Sure, Numba uses a similar strategy as Julia. If you stick to only using Float64s and a few other basic types (Float32, and some integer types?) you’ll get something very similar to what’s described here. But I’ve described before that making robust generic software with this type-inference approach requires a strong understanding and use of the type system, and I have never found Python+Numba close to matching Julia in its ability to let the user directly handle types, and it’s this combination of the type system + the compilation strategy that makes Julia code scale well. This difference may not be appreciated in one-off scripts, but when building and maintaining robust software I have found it necessary.

But lastly, using this strategy Julia actually can produce static binaries like compiled C or Fortran code, so I think this fact will come in handy for making Julia into a package development language. Basically, you can write packages in Julia, and someday it will be easy to generate a runtime-free binary (like C/Fortran) others can link to. That leads me to my next point.

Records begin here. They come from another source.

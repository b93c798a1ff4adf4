//! Per-frame systems, in the order [`Game::update`](crate::Game::update)
//! runs them.

pub mod camera;
pub mod free_cam;
pub mod transforms;
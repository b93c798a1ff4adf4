use std::rc::Rc;

use glam::Vec3;

use crate::buffer::GpuBuffer;
use crate::context::{BufferTarget, GraphicsContext, VertexArrayId, VertexAttribute};

/// Attribute slot carrying per-vertex positions.
pub const POSITION_SLOT: u32 = 0;

/// Unit cube centred on the origin.
pub const CUBE_VERTICES: [Vec3; 8] = [
    Vec3::new(-0.5, -0.5, -0.5),
    Vec3::new(0.5, -0.5, -0.5),
    Vec3::new(0.5, 0.5, -0.5),
    Vec3::new(-0.5, 0.5, -0.5),
    Vec3::new(-0.5, -0.5, 0.5),
    Vec3::new(0.5, -0.5, 0.5),
    Vec3::new(0.5, 0.5, 0.5),
    Vec3::new(-0.5, 0.5, 0.5),
];

/// Triangle list over [`CUBE_VERTICES`]: back, front, left, right, top,
/// bottom.
pub const CUBE_INDICES: [u32; 36] = [
    0, 1, 2, 2, 3, 0, //
    4, 5, 6, 6, 7, 4, //
    0, 4, 7, 7, 3, 0, //
    1, 5, 6, 6, 2, 1, //
    3, 2, 6, 6, 7, 3, //
    0, 1, 5, 5, 4, 0,
];

/// Immutable indexed geometry plus the vertex array that describes it.
///
/// The vertex array also receives the per-instance streams bound after
/// [`bind`](Self::bind), so one mesh serves one instanced pipeline.
pub struct Mesh {
    ctx: Rc<dyn GraphicsContext>,
    vertex_array: VertexArrayId,
    vertices: GpuBuffer<Vec3>,
    indices: GpuBuffer<u32>,
}

impl Mesh {
    pub fn new(ctx: Rc<dyn GraphicsContext>, vertices: &[Vec3], indices: &[u32]) -> Self {
        let vertex_array = ctx.create_vertex_array();
        ctx.bind_vertex_array(Some(vertex_array));

        let vertex_buffer = GpuBuffer::with_contents(ctx.clone(), BufferTarget::Array, vertices);
        let index_buffer = GpuBuffer::with_contents(ctx.clone(), BufferTarget::ElementArray, indices);

        ctx.vertex_attribute(&VertexAttribute {
            location: POSITION_SLOT,
            components: 3,
            stride: GpuBuffer::<Vec3>::STRIDE as u32,
            offset: 0,
            divisor: 0,
        });
        ctx.bind_vertex_array(None);

        Self {
            ctx,
            vertex_array,
            vertices: vertex_buffer,
            indices: index_buffer,
        }
    }

    pub fn cube(ctx: Rc<dyn GraphicsContext>) -> Self {
        Self::new(ctx, &CUBE_VERTICES, &CUBE_INDICES)
    }

    pub fn bind(&self) {
        self.ctx.bind_vertex_array(Some(self.vertex_array));
    }

    pub fn unbind(&self) {
        self.ctx.bind_vertex_array(None);
    }

    pub fn index_count(&self) -> u32 {
        self.indices.capacity() as u32
    }

    pub fn vertex_count(&self) -> usize {
        self.vertices.capacity()
    }

    pub fn vertex_array(&self) -> VertexArrayId {
        self.vertex_array
    }
}

impl Drop for Mesh {
    fn drop(&mut self) {
        self.ctx.delete_vertex_array(self.vertex_array);
    }
}
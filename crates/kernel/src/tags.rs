use cubefield_ecs::Tags;

/// Entities drawn by the instanced cube renderer.
pub const CUBE: Tags = Tags::bit(0);
/// Cameras driven by the free-fly controller.
pub const FREE_CAM: Tags = Tags::bit(1);
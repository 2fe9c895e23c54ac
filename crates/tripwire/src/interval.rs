// Copyright (c) Microsoft Corporation.
// Licensed under the MIT License.

use std::collections::HashMap;
use std::time::{Duration, SystemTime};

use crate::counts::Counts;
use crate::error::FaultName;
use crate::state::State;

/// Accumulates call outcomes and success latencies for the current reporting
/// interval.
///
/// The accumulator has its own lifecycle, independent of the health window:
/// it is reset on every interval tick and never participates in circuit
/// decisions.
#[derive(Debug)]
pub(crate) struct IntervalAccumulator {
    start: SystemTime,
    counts: Counts,
    latencies: Vec<Duration>,
}

impl IntervalAccumulator {
    pub fn new(start: SystemTime) -> Self {
        Self {
            start,
            counts: Counts::default(),
            latencies: Vec::new(),
        }
    }

    /// Counts a call that reached admission, whatever its outcome.
    pub fn record_attempt(&mut self) {
        self.counts.total = self.counts.total.saturating_add(1);
    }

    pub fn record_success(&mut self, latency: Duration) {
        self.counts.success = self.counts.success.saturating_add(1);
        self.latencies.push(latency);
    }

    pub fn record_fault(&mut self, name: &FaultName) {
        self.counts.total_faults = self.counts.total_faults.saturating_add(1);
        *self.counts.faults.entry(name.clone()).or_insert(0) += 1;
    }

    /// An immutable copy of the interval so far, with the live engine
    /// readings attached.
    pub fn snapshot(&self, end: SystemTime, state: State, active: u32, queued: usize) -> IntervalSnapshot {
        IntervalSnapshot {
            start: self.start,
            end,
            state,
            active,
            queued,
            total: self.counts.total,
            success: self.counts.success,
            total_faults: self.counts.total_faults,
            faults: self.counts.faults.clone(),
            latencies: self.latencies.clone(),
        }
    }

    /// Snapshots the interval and starts a fresh one beginning at `now`.
    pub fn roll(&mut self, now: SystemTime, state: State, active: u32, queued: usize) -> IntervalSnapshot {
        let snapshot = self.snapshot(now, state, active, queued);
        *self = Self::new(now);
        snapshot
    }
}

/// A flat reporting snapshot emitted on every interval tick.
///
/// Snapshots are immutable copies: consumers never observe the live
/// accumulator, and holding on to a snapshot does not pin breaker state.
#[derive(Debug, Clone, PartialEq, Eq)]
pub struct IntervalSnapshot {
    /// When this interval began.
    pub start: SystemTime,
    /// When this interval was snapshotted.
    pub end: SystemTime,
    /// Circuit state derived at snapshot time.
    pub state: State,
    /// Calls in flight at snapshot time.
    pub active: u32,
    /// Calls queued behind the concurrency limit at snapshot time.
    pub queued: usize,
    /// Calls that reached admission during the interval.
    pub total: u32,
    /// Calls that completed without a fault.
    pub success: u32,
    /// Calls that ended in any fault, timeouts and rejections included.
    pub total_faults: u32,
    /// Fault tallies keyed by fault name.
    pub faults: HashMap<FaultName, u32>,
    /// Latencies of successful calls, in completion order.
    pub latencies: Vec<Duration>,
}
// Copyright (c) Microsoft Corporation.
// Licensed under the MIT License.

use std::borrow::Cow;
use std::fmt;
use std::time::Duration;

/// Name under which a fault is tallied in the health window and in interval
/// snapshots.
pub type FaultName = Cow<'static, str>;

/// A classified failure surfaced by the outcome classifier.
///
/// Faults are identified by name; the name is the key used for per-name
/// tallies and for matching against
/// [`named_fault_threshold`][crate::BreakerBuilder::named_fault_threshold]
/// entries. The optional message is carried for diagnostics only.
#[derive(Debug, Clone, PartialEq, Eq)]
pub struct Fault {
    pub(crate) name: FaultName,
    message: Option<Cow<'static, str>>,
}

impl Fault {
    /// Creates a fault with the given name.
    #[must_use]
    pub fn new(name: impl Into<FaultName>) -> Self {
        Self {
            name: name.into(),
            message: None,
        }
    }

    /// Attaches a diagnostic message to the fault.
    #[must_use]
    pub fn with_message(mut self, message: impl Into<Cow<'static, str>>) -> Self {
        self.message = Some(message.into());
        self
    }

    /// Returns the fault name.
    #[must_use]
    pub fn name(&self) -> &str {
        &self.name
    }

    /// Returns the diagnostic message, if one was attached.
    #[must_use]
    pub fn message(&self) -> Option<&str> {
        self.message.as_deref()
    }
}

impl fmt::Display for Fault {
    fn fmt(&self, f: &mut fmt::Formatter<'_>) -> fmt::Result {
        match &self.message {
            Some(message) => write!(f, "{}: {message}", self.name),
            None => write!(f, "{}", self.name),
        }
    }
}

impl std::error::Error for Fault {}

/// The ways a protected call can fail.
///
/// Every rejection a caller observes is also recorded into the breaker's
/// health counters, so the error returned here and the statistics driving
/// the circuit state always agree.
#[derive(Debug, Clone, PartialEq, Eq, thiserror::Error)]
pub enum Error {
    /// The circuit was open when the call was admitted; the operation was
    /// never invoked.
    #[error("circuit breaker is open")]
    Rejected,

    /// The operation did not complete within the configured timeout. The
    /// engine stops waiting for it; a late result is discarded.
    #[error("timed out after {0:?}")]
    Timeout(Duration),

    /// The operation completed and the outcome classifier reported a fault.
    #[error(transparent)]
    Fault(#[from] Fault),
}

impl Error {
    /// Returns the name under which this error is tallied in the health
    /// window.
    #[must_use]
    pub fn fault_name(&self) -> &str {
        match self {
            Self::Rejected => crate::OPEN_CIRCUIT_FAULT,
            Self::Timeout(_) => crate::TIMEOUT_FAULT,
            Self::Fault(fault) => fault.name(),
        }
    }
}

/// Configuration rejected at construction time.
#[derive(Debug, Clone, PartialEq, thiserror::Error)]
pub enum ConfigError {
    /// The overall error threshold is outside `0.0..=1.0`.
    #[error("error threshold must be within 0.0..=1.0, got {0}")]
    ErrorThreshold(f32),

    /// A named fault threshold is outside `0.0..=1.0`.
    #[error("threshold for fault `{name}` must be within 0.0..=1.0, got {value}")]
    NamedThreshold {
        /// The fault name the invalid threshold was registered under.
        name: FaultName,
        /// The rejected value.
        value: f32,
    },

    /// The health window must retain at least one bucket.
    #[error("window bucket count must be at least 1")]
    WindowBucketCount,
}
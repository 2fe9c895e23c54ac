// Copyright (c) Microsoft Corporation.
// Licensed under the MIT License.

use futures_util::future::BoxFuture;

use super::{CallArgs, ClassifyArgs};
use crate::error::Fault;

crate::utils::define_fn_wrapper!(ProtectedOp<In, Out>(Fn(input: In) -> BoxFuture<'static, Out>));
crate::utils::define_fn_wrapper!(ClassifyFault<Out>(Fn(output: &Out, args: ClassifyArgs) -> Option<Fault>));
crate::utils::define_fn_wrapper!(OnCall<Out>(Fn(output: &Out, args: CallArgs)));
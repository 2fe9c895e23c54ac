// Copyright (c) Microsoft Corporation.
// Licensed under the MIT License.

//! Groups interval snapshots from several breakers into combined batches.
//!
//! An [`Observer`] subscribes to the interval snapshots of any number of
//! breakers and yields [`Batch`]es keyed by breaker name. A batch is
//! emitted once every watched breaker has contributed at least one
//! snapshot, or immediately when any breaker runs two snapshots ahead, so a
//! silent breaker cannot hold reporting back indefinitely.

use std::collections::HashMap;
use std::fmt;
use std::mem;

use futures_util::StreamExt;
use futures_util::stream::{BoxStream, SelectAll};

use crate::breaker::Breaker;
use crate::interval::IntervalSnapshot;

/// Interval snapshots grouped by breaker name.
///
/// Every watched name is present; names that contributed nothing to this
/// batch map to an empty list.
pub type Batch = HashMap<String, Vec<IntervalSnapshot>>;

/// Watches one or more breakers and combines their interval snapshots into
/// batches.
#[derive(Default)]
pub struct Observer {
    feeds: SelectAll<BoxStream<'static, (String, IntervalSnapshot)>>,
    pending: HashMap<String, Vec<IntervalSnapshot>>,
}

impl Observer {
    /// Creates an observer watching nothing.
    #[must_use]
    pub fn new() -> Self {
        Self::default()
    }

    /// Watches a breaker, grouping its snapshots under the breaker's name.
    ///
    /// Breakers sharing a name share a group.
    pub fn watch<In, Out>(&mut self, breaker: &Breaker<In, Out>) {
        let name = breaker.name().to_string();
        self.pending.entry(name.clone()).or_default();

        let tagged = breaker.subscribe().map(move |snapshot| (name.clone(), snapshot));
        self.feeds.push(tagged.boxed());
    }

    /// Returns the number of watched snapshot feeds.
    #[must_use]
    pub fn watched(&self) -> usize {
        self.feeds.len()
    }

    /// Waits for the next combined batch.
    ///
    /// Returns `None` once every watched breaker has gone away (or nothing
    /// was ever watched).
    pub async fn next_batch(&mut self) -> Option<Batch> {
        while let Some((name, snapshot)) = self.feeds.next().await {
            self.pending.entry(name).or_default().push(snapshot);
            if self.batch_ready() {
                return Some(self.take_batch());
            }
        }
        None
    }

    /// A batch is ready when every group has a snapshot, or any group has
    /// fallen two behind.
    fn batch_ready(&self) -> bool {
        let mut all_contributed = true;
        for snapshots in self.pending.values() {
            if snapshots.len() > 1 {
                return true;
            }
            if snapshots.is_empty() {
                all_contributed = false;
            }
        }
        all_contributed
    }

    fn take_batch(&mut self) -> Batch {
        let mut batch = Batch::new();
        for (name, snapshots) in &mut self.pending {
            batch.insert(name.clone(), mem::take(snapshots));
        }
        batch
    }
}

impl fmt::Debug for Observer {
    fn fmt(&self, f: &mut fmt::Formatter<'_>) -> fmt::Result {
        f.debug_struct("Observer")
            .field("watched", &self.feeds.len())
            .finish_non_exhaustive()
    }
}
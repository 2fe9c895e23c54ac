// Copyright (c) Microsoft Corporation.
// Licensed under the MIT License.

use std::time::{Duration, SystemTime};

/// Arguments for the [`classify_with`][super::BreakerBuilder::classify_with]
/// callback function.
///
/// Provides context about the completed call being classified.
#[derive(Debug)]
#[non_exhaustive]
pub struct ClassifyArgs {
    pub(crate) latency: Duration,
}

impl ClassifyArgs {
    /// Returns how long the call took to complete.
    #[must_use]
    pub fn latency(&self) -> Duration {
        self.latency
    }
}

/// Arguments for the [`on_call`][super::BreakerBuilder::on_call] callback
/// function.
///
/// Provides the timing of a completed call. The callback fires for calls
/// that completed (successfully or with a classified fault); timed-out and
/// rejected calls never reach it.
#[derive(Debug)]
#[non_exhaustive]
pub struct CallArgs {
    pub(crate) start: SystemTime,
    pub(crate) end: SystemTime,
}

impl CallArgs {
    /// Returns when the call was admitted.
    #[must_use]
    pub fn start(&self) -> SystemTime {
        self.start
    }

    /// Returns when the call completed.
    #[must_use]
    pub fn end(&self) -> SystemTime {
        self.end
    }
}

#[cfg(test)]
mod tests {
    use super::*;

    #[test]
    fn classify_args_accessors() {
        let args = ClassifyArgs {
            latency: Duration::from_millis(20),
        };
        assert_eq!(args.latency(), Duration::from_millis(20));
        assert!(format!("{args:?}").contains("ClassifyArgs"));
    }

    #[test]
    fn call_args_accessors() {
        let start = SystemTime::UNIX_EPOCH;
        let end = start + Duration::from_millis(7);
        let args = CallArgs { start, end };
        assert_eq!(args.start(), start);
        assert_eq!(args.end(), end);
        assert!(format!("{args:?}").contains("CallArgs"));
    }
}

In some ways, I see Julia actually as a more productive C++ instead of a faster Python. At least as a package developer I tend to use it like that, and a lot of its features essentially give you full generic template programming that you’d attempt in C++, just with a lot less code. I think that for many developers, this is a more appropriate way to consider Julia. But that’s not Julia’s whole audience, which leads to my next point.

You Will See The Most Benefits in Package Development

How much does this language choice actually effect real use cases? Well, I think it depends on who you are. One thing that you’ll notice is that, for the vast majority of users, the performance of your scripts is almost entirely determined by the speed of your packages. This is true in pretty much any scientific computing application that I know of, in Julia, R, MATLAB, Python, etc. If 90% of your time is spent calling functions from DataFrames or JuMP, then the speed of your analysis code really doesn’t impact the final runtime all that much.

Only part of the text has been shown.